//! The confirmable-message retransmission engine: a pending-ACK queue keyed
//! by message ID, each entry carrying its own exponential-backoff deadline
//! (§4.3), plus the bounded message-ID allocator described alongside it.
//!
//! Each entry knows how many times it's fired and what its next deadline
//! is, tracked against a real `std::time::Instant` rather than a generic
//! clock, since this runs on threads with OS-scheduled wakeups rather than
//! cooperative polling.

use std::collections::HashMap;
use std::net::SocketAddr;
use std::sync::Mutex;
use std::time::{Duration, Instant};

use rand::Rng;

use crate::config::Config;
use crate::error::Error;
use crate::msg::{Message, MessageId};

/// One CON exchange awaiting its ACK/RST, or an exchange that has
/// permanently failed.
///
/// `addr` is the destination to retransmit to. Client exchanges run over a
/// connected socket and leave it `None`; server-originated CONs (separate
/// responses) carry the peer address they must be resent to.
#[derive(Debug, Clone)]
pub struct PendingEntry {
  pub message: Message,
  pub attempts: u8,
  pub deadline: Instant,
  pub addr: Option<SocketAddr>,
}

/// Outcome of polling the queue for a single timed-out entry.
#[derive(Debug)]
pub enum PollOutcome {
  /// Entry should be retransmitted; its attempt counter and deadline have
  /// already been advanced.
  Retransmit { message: Message, addr: Option<SocketAddr> },
  /// Entry exhausted its retry budget (§4.3: `max_retransmissions`).
  Undelivered { id: MessageId, attempts: u8, message: Box<Message>, addr: Option<SocketAddr> },
}

/// The pending-ACK queue, plus the message-ID allocator that shares its
/// lock: allocating an ID and enrolling its pending entry happen under one
/// critical section, so no other thread can observe an
/// allocated-but-unenrolled ID and hand it out again.
pub struct PendingAckQueue {
  config: Config,
  state: Mutex<State>,
}

struct State {
  entries: HashMap<MessageId, PendingEntry>,
  next_id_hint: u16,
}

impl PendingAckQueue {
  pub fn new(config: Config) -> Self {
    Self { config, state: Mutex::new(State { entries: HashMap::new(), next_id_hint: 0 }) }
  }

  /// Allocate a fresh message ID not currently in flight, and enroll
  /// `message` (already stamped with that ID) as pending its first
  /// transmission deadline. Scans at most 65,536 candidates before giving
  /// up, rather than spinning forever once every ID is in flight.
  pub fn allocate_and_enroll(&self, addr: Option<SocketAddr>, build: impl FnOnce(MessageId) -> Message) -> Result<Message, Error> {
    let mut state = self.state.lock().unwrap();
    let start = state.next_id_hint;
    let mut candidate = start;
    let id = loop {
      if !state.entries.contains_key(&candidate) {
        break candidate;
      }
      candidate = candidate.wrapping_add(1);
      if candidate == start {
        return Err(Error::unsupported("no free message IDs: all 65536 values are in flight"));
      }
    };
    state.next_id_hint = id.wrapping_add(1);

    let message = build(id);
    let deadline = Instant::now() + jittered(self.config.per_attempt_timeout(0));
    state.entries.insert(id, PendingEntry { message: message.clone(), attempts: 0, deadline, addr });
    Ok(message)
  }

  /// Enroll a message whose ID was already chosen by the caller (used when
  /// replaying a message the caller constructed directly rather than via
  /// [`allocate_and_enroll`]). `addr` is the peer to retransmit to, or
  /// `None` when the underlying socket is already connected to its peer.
  pub fn enroll(&self, message: Message, addr: Option<SocketAddr>) {
    let mut state = self.state.lock().unwrap();
    let deadline = Instant::now() + jittered(self.config.per_attempt_timeout(0));
    state.entries.insert(message.id, PendingEntry { message, attempts: 0, deadline, addr });
  }

  /// An ACK or RST arrived for `id`: the exchange is complete, remove it.
  /// Returns the removed entry's message, if any was pending.
  pub fn cancel(&self, id: MessageId) -> Option<Message> {
    self.state.lock().unwrap().entries.remove(&id).map(|e| e.message)
  }

  pub fn is_pending(&self, id: MessageId) -> bool {
    self.state.lock().unwrap().entries.contains_key(&id)
  }

  /// IDs currently enrolled — used by tests and by callers that need to
  /// avoid colliding with in-flight exchanges outside the allocator.
  pub fn snapshot_in_use_ids(&self) -> Vec<MessageId> {
    self.state.lock().unwrap().entries.keys().copied().collect()
  }

  pub fn len(&self) -> usize {
    self.state.lock().unwrap().entries.len()
  }

  pub fn is_empty(&self) -> bool {
    self.len() == 0
  }

  /// Find the single entry whose deadline is soonest past due, if any, and
  /// process it: either bumped to its next attempt (and re-enrolled with a
  /// fresh deadline) or, past `max_retransmissions`, removed and reported as
  /// undelivered. Only one timeout is processed per call, so the lock is
  /// held just long enough to advance or remove one entry (§4.3).
  pub fn poll_timeouts(&self) -> Option<PollOutcome> {
    let now = Instant::now();
    let mut state = self.state.lock().unwrap();
    let id = state.entries
                  .iter()
                  .filter(|(_, e)| e.deadline <= now)
                  .min_by_key(|(_, e)| e.deadline)
                  .map(|(id, _)| *id)?;

    let entry = state.entries.get_mut(&id).expect("id came from this map's own keys");
    if entry.attempts >= self.config.max_retransmissions {
      let removed = state.entries.remove(&id).unwrap();
      Some(PollOutcome::Undelivered { id, attempts: removed.attempts, message: Box::new(removed.message), addr: removed.addr })
    } else {
      entry.attempts += 1;
      entry.deadline = now + jittered(self.config.per_attempt_timeout(entry.attempts));
      Some(PollOutcome::Retransmit { message: entry.message.clone(), addr: entry.addr })
    }
  }

  /// Drop all pending entries (used on endpoint shutdown).
  pub fn shutdown(&self) {
    self.state.lock().unwrap().entries.clear();
  }
}

/// Apply a +/-10% jitter so concurrently-started exchanges don't all poll
/// for retransmission in lockstep.
fn jittered(base: Duration) -> Duration {
  let mut rng = rand::thread_rng();
  let factor = rng.gen_range(0.9..=1.1);
  base.mul_f64(factor)
}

◆ **EXERCISE DETAILS**
Scan the entries above, and wherever a line holds the string "exchanges", copy it.

◆ **TASK RESULT**
/// `addr` is the destination to retransmit to. Client exchanges run over a
  /// avoid colliding with in-flight exchanges outside the allocator.
/// Apply a +/-10% jitter so concurrently-started exchanges don't all poll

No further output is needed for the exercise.